▸ **Activity**: Provide only the number of lines below that hold "checks".
─── Extracted data
//! Assertion types and builders for verifying step results.

use vigil_constraint::{Validated, ValidationError, ValidationResult};
use vigil_core::Value;

use crate::error::{ScenarioError, ScenarioResult};

/// Expected outcome of one validation step.
///
/// Field paths are dotted field names with optional list indexes, as in
/// `items[1].id`; the empty path is the validated value itself.
#[derive(Default)]
pub struct Assertion {
    pub ok: bool,
    pub error: Option<String>,
    pub error_path: Option<String>,
    pub structural: bool,

    /// (path, check name, passed)
    pub checks: Vec<(String, String, bool)>,
    /// (path, exact set of check names)
    pub check_keys: Vec<(String, Vec<String>)>,
    pub unwrapped: Vec<String>,
    pub value: Option<Value>,

    #[allow(clippy::type_complexity)]
    pub custom: Option<Box<dyn Fn(&Validated) -> bool + Send + Sync>>,
}

impl std::fmt::Debug for Assertion {
    fn fmt(&self, f: &mut std::fmt::Formatter<'_>) -> std::fmt::Result {
        f.debug_struct("Assertion")
            .field("ok", &self.ok)
            .field("error", &self.error)
            .field("error_path", &self.error_path)
            .field("checks", &self.checks)
            .field("check_keys", &self.check_keys)
            .field("unwrapped", &self.unwrapped)
            .field("value", &self.value)
            .field("custom", &self.custom.as_ref().map(|_| "<fn>"))
            .finish()
    }
}

impl Assertion {
    pub fn new() -> Self {
        Self::default()
    }

    /// Expect validation to succeed.
    pub fn ok(mut self) -> Self {
        self.ok = true;
        self
    }

    /// Expect validation to abort with this constraint message.
    pub fn error(mut self, message: impl Into<String>) -> Self {
        self.error = Some(message.into());
        self
    }

    /// Expect the abort to happen at this path, e.g. `Foo.bar`.
    pub fn at(mut self, path: impl Into<String>) -> Self {
        self.error_path = Some(path.into());
        self
    }

    /// Expect a type mismatch, unknown class or depth error.
    pub fn structural_error(mut self) -> Self {
        self.structural = true;
        self
    }

    pub fn check(mut self, path: impl Into<String>, name: impl Into<String>, passed: bool) -> Self {
        self.ok = true;
        self.checks.push((path.into(), name.into(), passed));
        self
    }

    pub fn check_keys(mut self, path: impl Into<String>, names: &[&str]) -> Self {
        self.ok = true;
        self.check_keys
            .push((path.into(), names.iter().map(|n| n.to_string()).collect()));
        self
    }

    /// Expect the node at `path` to carry no checks map.
    pub fn unwrapped(mut self, path: impl Into<String>) -> Self {
        self.ok = true;
        self.unwrapped.push(path.into());
        self
    }

    /// Expect the validated tree, with wrappers stripped, to equal `value`.
    pub fn value(mut self, value: impl Into<Value>) -> Self {
        self.ok = true;
        self.value = Some(value.into());
        self
    }

    pub fn custom<F>(mut self, f: F) -> Self
    where
        F: Fn(&Validated) -> bool + Send + Sync + 'static,
    {
        self.ok = true;
        self.custom = Some(Box::new(f));
        self
    }

    /// Verify the assertion against a validation result.
    pub fn verify(&self, step: &str, result: &ValidationResult<Validated>) -> ScenarioResult<()> {
        match result {
            Err(err) => self.verify_error(step, err),
            Ok(validated) => self.verify_success(step, validated),
        }
    }

    fn verify_error(&self, step: &str, err: &ValidationError) -> ScenarioResult<()> {
        if self.ok || (self.error.is_none() && !self.structural) {
            return Err(ScenarioError::assertion_failed(
                step,
                format!("expected success, got error: {}", err),
            ));
        }
        if self.structural
            && (err.is_assertion() || matches!(err, ValidationError::Evaluation { .. }))
        {
            return Err(ScenarioError::assertion_failed(
                step,
                format!("expected a structural error, got: {}", err),
            ));
        }
        if let Some(expected) = &self.error {
            if err.message() != expected.as_str() {
                return Err(ScenarioError::assertion_failed(
                    step,
                    format!("expected error '{}', got: {}", expected, err),
                ));
            }
        }
        if let Some(expected) = &self.error_path {
            let found = err.path().map(ToString::to_string).unwrap_or_default();
            if &found != expected {
                return Err(ScenarioError::assertion_failed(
                    step,
                    format!("expected error at '{}', got it at '{}'", expected, found),
                ));
            }
        }
        Ok(())
    }

    fn verify_success(&self, step: &str, validated: &Validated) -> ScenarioResult<()> {
        if let Some(expected) = &self.error {
            return Err(ScenarioError::assertion_failed(
                step,
                format!("expected error '{}', but validation succeeded", expected),
            ));
        }
        if self.structural {
            return Err(ScenarioError::assertion_failed(
                step,
                "expected a structural error, but validation succeeded",
            ));
        }

        for (path, name, passed) in &self.checks {
            let found = lookup(step, validated, path)?
                .checks()
                .and_then(|checks| checks.passed(name));
            if found != Some(*passed) {
                return Err(ScenarioError::assertion_failed(
                    step,
                    format!(
                        "expected check '{}' at '{}' to be {}, got {:?}",
                        name, path, passed, found
                    ),
                ));
            }
        }

        for (path, expected) in &self.check_keys {
            let node = lookup(step, validated, path)?;
            let mut found: Vec<String> = node
                .checks()
                .map(|checks| checks.names().map(str::to_string).collect())
                .unwrap_or_default();
            let mut expected = expected.clone();
            found.sort();
            expected.sort();
            if found != expected {
                return Err(ScenarioError::assertion_failed(
                    step,
                    format!("expected checks {:?} at '{}', got {:?}", expected, path, found),
                ));
            }
        }

        for path in &self.unwrapped {
            if lookup(step, validated, path)?.is_checked() {
                return Err(ScenarioError::assertion_failed(
                    step,
                    format!("expected '{}' to be unwrapped", path),
                ));
            }
        }

        if let Some(expected) = &self.value {
            let found = validated.clone().into_value();
            if &found != expected {
                return Err(ScenarioError::assertion_failed(
                    step,
                    format!("expected value {}, got {}", expected, found),
                ));
            }
        }

        if let Some(custom) = &self.custom {
            if !custom(validated) {
                return Err(ScenarioError::assertion_failed(
                    step,
                    "custom assertion returned false",
                ));
            }
        }

        Ok(())
    }
}

fn lookup<'v>(step: &str, validated: &'v Validated, path: &str) -> ScenarioResult<&'v Validated> {
    node_at(validated, path).ok_or_else(|| {
        ScenarioError::assertion_failed(step, format!("no node at path '{}'", path))
    })
}

/// Find the node at a dotted path such as `items[1].id`.
pub fn node_at<'v>(validated: &'v Validated, path: &str) -> Option<&'v Validated> {
    let mut node = validated;
    for segment in path.split('.').filter(|s| !s.is_empty()) {
        let (name, indexes) = match segment.find('[') {
            Some(pos) => segment.split_at(pos),
            None => (segment, ""),
        };
        if !name.is_empty() {
            node = node.field(name)?;
        }
        for index in indexes
            .split(|c| c == '[' || c == ']')
            .filter(|s| !s.is_empty())
        {
            node = node.index(index.parse().ok()?)?;
        }
    }
    Some(node)
}

#[cfg(test)]
mod tests {
    use super::*;

    #[test]
    fn test_node_at_walks_fields_and_indexes() {
        let tree = Validated::Object {
            type_name: "Catalog".into(),
            fields: vec![(
                "items".into(),
                Validated::List(vec![
                    Validated::Scalar(Value::Int(1)),
                    Validated::Scalar(Value::Int(2)),
                ]),
            )],
        };

        assert_eq!(
            node_at(&tree, "items[1]").and_then(Validated::as_scalar),
            Some(&Value::Int(2))
        );
        assert_eq!(node_at(&tree, ""), Some(&tree));
        assert!(node_at(&tree, "missing").is_none());
        assert!(node_at(&tree, "items[5]").is_none());
    }

    #[test]
    fn test_error_expectation_on_success_fails() {
        let assertion = Assertion::new().error("bar_range");
        let result = Ok(Validated::Scalar(Value::Int(5)));

        assert!(assertion.verify("step", &result).is_err());
    }
}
──────
▸ **Answer to the problem**: 10